Set down the material again. Keep every line exactly as it is.

--- EXERCISE MATERIALS Enclosed Below ---

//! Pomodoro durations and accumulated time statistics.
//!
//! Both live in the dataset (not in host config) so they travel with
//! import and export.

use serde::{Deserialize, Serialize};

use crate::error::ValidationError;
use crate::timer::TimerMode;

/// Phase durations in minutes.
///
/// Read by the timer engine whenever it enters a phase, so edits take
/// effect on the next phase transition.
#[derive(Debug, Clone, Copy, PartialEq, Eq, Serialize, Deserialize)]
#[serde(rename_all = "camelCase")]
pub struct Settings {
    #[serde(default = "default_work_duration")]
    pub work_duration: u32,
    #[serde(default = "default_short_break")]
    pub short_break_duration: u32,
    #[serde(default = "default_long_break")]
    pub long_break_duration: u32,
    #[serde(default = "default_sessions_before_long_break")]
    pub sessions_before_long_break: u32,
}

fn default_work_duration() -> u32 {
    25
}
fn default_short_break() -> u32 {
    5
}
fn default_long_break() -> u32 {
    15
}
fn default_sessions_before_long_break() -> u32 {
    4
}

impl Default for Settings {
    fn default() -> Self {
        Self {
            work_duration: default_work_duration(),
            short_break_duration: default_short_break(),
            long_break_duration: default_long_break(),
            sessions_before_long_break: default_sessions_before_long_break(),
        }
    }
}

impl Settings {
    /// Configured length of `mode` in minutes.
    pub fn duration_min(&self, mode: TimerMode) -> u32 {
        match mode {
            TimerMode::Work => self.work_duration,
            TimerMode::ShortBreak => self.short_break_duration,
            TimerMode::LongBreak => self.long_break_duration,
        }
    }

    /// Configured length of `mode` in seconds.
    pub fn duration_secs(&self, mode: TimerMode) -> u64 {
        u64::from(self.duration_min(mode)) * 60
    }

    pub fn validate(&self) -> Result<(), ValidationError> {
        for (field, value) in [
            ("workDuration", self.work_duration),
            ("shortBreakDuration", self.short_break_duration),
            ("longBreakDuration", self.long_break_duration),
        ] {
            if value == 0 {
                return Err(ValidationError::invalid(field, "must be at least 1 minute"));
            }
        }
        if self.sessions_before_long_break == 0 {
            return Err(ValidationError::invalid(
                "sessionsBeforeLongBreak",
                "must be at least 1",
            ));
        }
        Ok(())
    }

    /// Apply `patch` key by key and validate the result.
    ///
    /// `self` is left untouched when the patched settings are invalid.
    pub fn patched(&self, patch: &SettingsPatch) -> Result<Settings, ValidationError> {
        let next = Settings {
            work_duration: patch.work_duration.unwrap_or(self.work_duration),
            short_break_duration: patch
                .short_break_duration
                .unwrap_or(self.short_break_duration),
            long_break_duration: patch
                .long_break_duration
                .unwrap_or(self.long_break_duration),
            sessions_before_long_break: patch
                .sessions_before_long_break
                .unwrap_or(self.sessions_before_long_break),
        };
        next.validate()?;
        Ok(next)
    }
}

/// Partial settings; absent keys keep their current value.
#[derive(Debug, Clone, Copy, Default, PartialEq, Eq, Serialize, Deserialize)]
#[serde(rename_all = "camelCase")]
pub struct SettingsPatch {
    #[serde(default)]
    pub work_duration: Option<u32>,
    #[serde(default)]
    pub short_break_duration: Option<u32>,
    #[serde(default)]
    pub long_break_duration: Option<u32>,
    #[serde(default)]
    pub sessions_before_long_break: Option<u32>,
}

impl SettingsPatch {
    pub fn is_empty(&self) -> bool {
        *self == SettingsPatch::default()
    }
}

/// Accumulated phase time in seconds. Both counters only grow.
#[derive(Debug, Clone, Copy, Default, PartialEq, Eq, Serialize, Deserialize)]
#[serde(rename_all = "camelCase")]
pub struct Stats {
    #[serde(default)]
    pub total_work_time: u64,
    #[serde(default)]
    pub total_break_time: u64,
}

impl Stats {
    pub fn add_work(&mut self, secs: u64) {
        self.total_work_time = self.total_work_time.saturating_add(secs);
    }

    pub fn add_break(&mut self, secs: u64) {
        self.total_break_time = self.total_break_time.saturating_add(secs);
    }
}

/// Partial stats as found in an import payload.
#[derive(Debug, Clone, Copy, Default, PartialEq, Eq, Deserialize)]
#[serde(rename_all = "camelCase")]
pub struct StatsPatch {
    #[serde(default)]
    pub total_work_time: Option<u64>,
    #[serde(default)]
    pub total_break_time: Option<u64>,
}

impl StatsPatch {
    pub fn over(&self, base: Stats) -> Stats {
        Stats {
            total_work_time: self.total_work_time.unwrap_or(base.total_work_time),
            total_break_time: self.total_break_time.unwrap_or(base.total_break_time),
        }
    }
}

--- End of Enclosed EXERCISE MATERIALS ---

— WRITTEN SOLUTION —
//! Pomodoro durations and accumulated time statistics.
//!
//! Both live in the dataset (not in host config) so they travel with
//! import and export.

use serde::{Deserialize, Serialize};

use crate::error::ValidationError;
use crate::timer::TimerMode;

/// Phase durations in minutes.
///
/// Read by the timer engine whenever it enters a phase, so edits take
/// effect on the next phase transition.
#[derive(Debug, Clone, Copy, PartialEq, Eq, Serialize, Deserialize)]
#[serde(rename_all = "camelCase")]
pub struct Settings {
    #[serde(default = "default_work_duration")]
    pub work_duration: u32,
    #[serde(default = "default_short_break")]
    pub short_break_duration: u32,
    #[serde(default = "default_long_break")]
    pub long_break_duration: u32,
    #[serde(default = "default_sessions_before_long_break")]
    pub sessions_before_long_break: u32,
}

fn default_work_duration() -> u32 {
    25
}
fn default_short_break() -> u32 {
    5
}
fn default_long_break() -> u32 {
    15
}
fn default_sessions_before_long_break() -> u32 {
    4
}

impl Default for Settings {
    fn default() -> Self {
        Self {
            work_duration: default_work_duration(),
            short_break_duration: default_short_break(),
            long_break_duration: default_long_break(),
            sessions_before_long_break: default_sessions_before_long_break(),
        }
    }
}

impl Settings {
    /// Configured length of `mode` in minutes.
    pub fn duration_min(&self, mode: TimerMode) -> u32 {
        match mode {
            TimerMode::Work => self.work_duration,
            TimerMode::ShortBreak => self.short_break_duration,
            TimerMode::LongBreak => self.long_break_duration,
        }
    }

    /// Configured length of `mode` in seconds.
    pub fn duration_secs(&self, mode: TimerMode) -> u64 {
        u64::from(self.duration_min(mode)) * 60
    }

    pub fn validate(&self) -> Result<(), ValidationError> {
        for (field, value) in [
            ("workDuration", self.work_duration),
            ("shortBreakDuration", self.short_break_duration),
            ("longBreakDuration", self.long_break_duration),
        ] {
            if value == 0 {
                return Err(ValidationError::invalid(field, "must be at least 1 minute"));
            }
        }
        if self.sessions_before_long_break == 0 {
            return Err(ValidationError::invalid(
                "sessionsBeforeLongBreak",
                "must be at least 1",
            ));
        }
        Ok(())
    }

    /// Apply `patch` key by key and validate the result.
    ///
    /// `self` is left untouched when the patched settings are invalid.
    pub fn patched(&self, patch: &SettingsPatch) -> Result<Settings, ValidationError> {
        let next = Settings {
            work_duration: patch.work_duration.unwrap_or(self.work_duration),
            short_break_duration: patch
                .short_break_duration
                .unwrap_or(self.short_break_duration),
            long_break_duration: patch
                .long_break_duration
                .unwrap_or(self.long_break_duration),
            sessions_before_long_break: patch
                .sessions_before_long_break
                .unwrap_or(self.sessions_before_long_break),
        };
        next.validate()?;
        Ok(next)
    }
}

/// Partial settings; absent keys keep their current value.
#[derive(Debug, Clone, Copy, Default, PartialEq, Eq, Serialize, Deserialize)]
#[serde(rename_all = "camelCase")]
pub struct SettingsPatch {
    #[serde(default)]
    pub work_duration: Option<u32>,
    #[serde(default)]
    pub short_break_duration: Option<u32>,
    #[serde(default)]
    pub long_break_duration: Option<u32>,
    #[serde(default)]
    pub sessions_before_long_break: Option<u32>,
}

impl SettingsPatch {
    pub fn is_empty(&self) -> bool {
        *self == SettingsPatch::default()
    }
}

/// Accumulated phase time in seconds. Both counters only grow.
#[derive(Debug, Clone, Copy, Default, PartialEq, Eq, Serialize, Deserialize)]
#[serde(rename_all = "camelCase")]
pub struct Stats {
    #[serde(default)]
    pub total_work_time: u64,
    #[serde(default)]
    pub total_break_time: u64,
}

impl Stats {
    pub fn add_work(&mut self, secs: u64) {
        self.total_work_time = self.total_work_time.saturating_add(secs);
    }

    pub fn add_break(&mut self, secs: u64) {
        self.total_break_time = self.total_break_time.saturating_add(secs);
    }
}

/// Partial stats as found in an import payload.
#[derive(Debug, Clone, Copy, Default, PartialEq, Eq, Deserialize)]
#[serde(rename_all = "camelCase")]
pub struct StatsPatch {
    #[serde(default)]
    pub total_work_time: Option<u64>,
    #[serde(default)]
    pub total_break_time: Option<u64>,
}

impl StatsPatch {
    pub fn over(&self, base: Stats) -> Stats {
        Stats {
            total_work_time: self.total_work_time.unwrap_or(base.total_work_time),
            total_break_time: self.total_break_time.unwrap_or(base.total_break_time),
        }
    }
}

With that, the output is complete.